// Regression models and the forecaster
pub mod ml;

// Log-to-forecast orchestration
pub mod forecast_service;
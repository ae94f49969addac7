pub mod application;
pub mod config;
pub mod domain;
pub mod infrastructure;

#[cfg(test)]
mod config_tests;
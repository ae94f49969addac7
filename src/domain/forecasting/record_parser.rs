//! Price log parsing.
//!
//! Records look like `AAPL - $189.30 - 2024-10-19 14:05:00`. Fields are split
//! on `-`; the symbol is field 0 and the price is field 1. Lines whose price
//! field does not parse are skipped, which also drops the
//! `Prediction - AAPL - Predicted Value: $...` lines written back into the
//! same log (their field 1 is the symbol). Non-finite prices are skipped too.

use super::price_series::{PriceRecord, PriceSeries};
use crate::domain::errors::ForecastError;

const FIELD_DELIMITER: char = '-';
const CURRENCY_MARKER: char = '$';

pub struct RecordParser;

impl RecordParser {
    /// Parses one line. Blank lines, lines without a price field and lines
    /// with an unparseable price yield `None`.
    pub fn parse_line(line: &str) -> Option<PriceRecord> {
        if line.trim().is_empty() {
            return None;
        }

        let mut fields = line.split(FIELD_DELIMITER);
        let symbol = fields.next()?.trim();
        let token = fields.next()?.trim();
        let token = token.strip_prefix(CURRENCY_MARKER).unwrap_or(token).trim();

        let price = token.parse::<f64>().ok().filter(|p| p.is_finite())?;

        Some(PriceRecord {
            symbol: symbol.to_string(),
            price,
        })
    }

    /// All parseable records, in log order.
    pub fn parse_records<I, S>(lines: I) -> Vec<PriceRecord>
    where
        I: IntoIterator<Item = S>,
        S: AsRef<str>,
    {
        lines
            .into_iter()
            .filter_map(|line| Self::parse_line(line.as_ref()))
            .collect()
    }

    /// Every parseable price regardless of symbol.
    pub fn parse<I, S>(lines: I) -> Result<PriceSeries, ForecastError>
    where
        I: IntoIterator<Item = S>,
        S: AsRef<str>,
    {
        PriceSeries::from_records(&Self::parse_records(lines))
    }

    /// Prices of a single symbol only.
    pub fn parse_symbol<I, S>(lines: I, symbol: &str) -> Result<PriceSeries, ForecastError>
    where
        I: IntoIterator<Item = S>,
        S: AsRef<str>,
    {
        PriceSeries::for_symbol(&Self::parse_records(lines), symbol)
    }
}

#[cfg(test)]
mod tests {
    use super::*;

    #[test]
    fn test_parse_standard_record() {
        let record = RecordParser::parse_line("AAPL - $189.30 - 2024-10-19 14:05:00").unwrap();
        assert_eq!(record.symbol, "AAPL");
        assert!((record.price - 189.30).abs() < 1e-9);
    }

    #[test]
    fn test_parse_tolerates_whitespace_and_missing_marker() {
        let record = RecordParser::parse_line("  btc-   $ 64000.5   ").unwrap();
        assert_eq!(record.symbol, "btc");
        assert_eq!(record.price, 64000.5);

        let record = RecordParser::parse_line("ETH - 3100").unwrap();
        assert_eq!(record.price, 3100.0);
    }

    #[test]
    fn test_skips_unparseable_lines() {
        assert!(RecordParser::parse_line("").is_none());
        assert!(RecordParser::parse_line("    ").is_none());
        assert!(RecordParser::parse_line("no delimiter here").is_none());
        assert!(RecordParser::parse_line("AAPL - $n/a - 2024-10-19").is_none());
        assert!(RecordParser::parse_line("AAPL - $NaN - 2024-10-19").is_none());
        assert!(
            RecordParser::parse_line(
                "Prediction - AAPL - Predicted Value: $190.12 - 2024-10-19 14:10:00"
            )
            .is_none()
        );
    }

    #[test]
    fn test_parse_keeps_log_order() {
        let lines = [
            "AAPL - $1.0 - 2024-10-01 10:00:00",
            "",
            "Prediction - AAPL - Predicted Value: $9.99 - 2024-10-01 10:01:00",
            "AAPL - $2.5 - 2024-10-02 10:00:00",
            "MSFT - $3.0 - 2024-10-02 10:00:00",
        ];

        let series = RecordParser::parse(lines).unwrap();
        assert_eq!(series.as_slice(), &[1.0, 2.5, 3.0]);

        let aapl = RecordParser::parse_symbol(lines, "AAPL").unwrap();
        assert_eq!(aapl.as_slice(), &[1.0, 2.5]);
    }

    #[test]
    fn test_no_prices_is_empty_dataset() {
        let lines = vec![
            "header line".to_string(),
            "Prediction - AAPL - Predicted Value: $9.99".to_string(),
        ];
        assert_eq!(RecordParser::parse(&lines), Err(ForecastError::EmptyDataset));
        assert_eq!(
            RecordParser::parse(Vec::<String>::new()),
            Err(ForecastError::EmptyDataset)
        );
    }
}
++++++++++
◆ **THE PROBLEM**
Output every entry word for word.

◆ **ANSWER SPACE**
// Regression models and the forecaster
pub mod ml;

// Log-to-forecast orchestration
pub mod forecast_service;
repository ae94f49969addac7
pub mod application;
pub mod config;
pub mod domain;
pub mod infrastructure;

#[cfg(test)]
mod config_tests;
repository ae94f49969addac7
filename src/domain/forecasting/record_parser.rs
//! Price log parsing.
//!
//! Records look like `AAPL - $189.30 - 2024-10-19 14:05:00`. Fields are split
//! on `-`; the symbol is field 0 and the price is field 1. Lines whose price
//! field does not parse are skipped, which also drops the
//! `Prediction - AAPL - Predicted Value: $...` lines written back into the
//! same log (their field 1 is the symbol). Non-finite prices are skipped too.

use super::price_series::{PriceRecord, PriceSeries};
use crate::domain::errors::ForecastError;

const FIELD_DELIMITER: char = '-';
const CURRENCY_MARKER: char = '$';

pub struct RecordParser;

impl RecordParser {
    /// Parses one line. Blank lines, lines without a price field and lines
    /// with an unparseable price yield `None`.
    pub fn parse_line(line: &str) -> Option<PriceRecord> {
        if line.trim().is_empty() {
            return None;
        }

        let mut fields = line.split(FIELD_DELIMITER);
        let symbol = fields.next()?.trim();
        let token = fields.next()?.trim();
        let token = token.strip_prefix(CURRENCY_MARKER).unwrap_or(token).trim();

        let price = token.parse::<f64>().ok().filter(|p| p.is_finite())?;

        Some(PriceRecord {
            symbol: symbol.to_string(),
            price,
        })
    }

    /// All parseable records, in log order.
    pub fn parse_records<I, S>(lines: I) -> Vec<PriceRecord>
    where
        I: IntoIterator<Item = S>,
        S: AsRef<str>,
    {
        lines
            .into_iter()
            .filter_map(|line| Self::parse_line(line.as_ref()))
            .collect()
    }

    /// Every parseable price regardless of symbol.
    pub fn parse<I, S>(lines: I) -> Result<PriceSeries, ForecastError>
    where
        I: IntoIterator<Item = S>,
        S: AsRef<str>,
    {
        PriceSeries::from_records(&Self::parse_records(lines))
    }

    /// Prices of a single symbol only.
    pub fn parse_symbol<I, S>(lines: I, symbol: &str) -> Result<PriceSeries, ForecastError>
    where
        I: IntoIterator<Item = S>,
        S: AsRef<str>,
    {
        PriceSeries::for_symbol(&Self::parse_records(lines), symbol)
    }
}

#[cfg(test)]
mod tests {
    use super::*;

    #[test]
    fn test_parse_standard_record() {
        let record = RecordParser::parse_line("AAPL - $189.30 - 2024-10-19 14:05:00").unwrap();
        assert_eq!(record.symbol, "AAPL");
        assert!((record.price - 189.30).abs() < 1e-9);
    }

    #[test]
    fn test_parse_tolerates_whitespace_and_missing_marker() {
        let record = RecordParser::parse_line("  btc-   $ 64000.5   ").unwrap();
        assert_eq!(record.symbol, "btc");
        assert_eq!(record.price, 64000.5);

        let record = RecordParser::parse_line("ETH - 3100").unwrap();
        assert_eq!(record.price, 3100.0);
    }

    #[test]
    fn test_skips_unparseable_lines() {
        assert!(RecordParser::parse_line("").is_none());
        assert!(RecordParser::parse_line("    ").is_none());
        assert!(RecordParser::parse_line("no delimiter here").is_none());
        assert!(RecordParser::parse_line("AAPL - $n/a - 2024-10-19").is_none());
        assert!(RecordParser::parse_line("AAPL - $NaN - 2024-10-19").is_none());
        assert!(
            RecordParser::parse_line(
                "Prediction - AAPL - Predicted Value: $190.12 - 2024-10-19 14:10:00"
            )
            .is_none()
        );
    }

    #[test]
    fn test_parse_keeps_log_order() {
        let lines = [
            "AAPL - $1.0 - 2024-10-01 10:00:00",
            "",
            "Prediction - AAPL - Predicted Value: $9.99 - 2024-10-01 10:01:00",
            "AAPL - $2.5 - 2024-10-02 10:00:00",
            "MSFT - $3.0 - 2024-10-02 10:00:00",
        ];

        let series = RecordParser::parse(lines).unwrap();
        assert_eq!(series.as_slice(), &[1.0, 2.5, 3.0]);

        let aapl = RecordParser::parse_symbol(lines, "AAPL").unwrap();
        assert_eq!(aapl.as_slice(), &[1.0, 2.5]);
    }

    #[test]
    fn test_no_prices_is_empty_dataset() {
        let lines = vec![
            "header line".to_string(),
            "Prediction - AAPL - Predicted Value: $9.99".to_string(),
        ];
        assert_eq!(RecordParser::parse(&lines), Err(ForecastError::EmptyDataset));
        assert_eq!(
            RecordParser::parse(Vec::<String>::new()),
            Err(ForecastError::EmptyDataset)
        );
    }
}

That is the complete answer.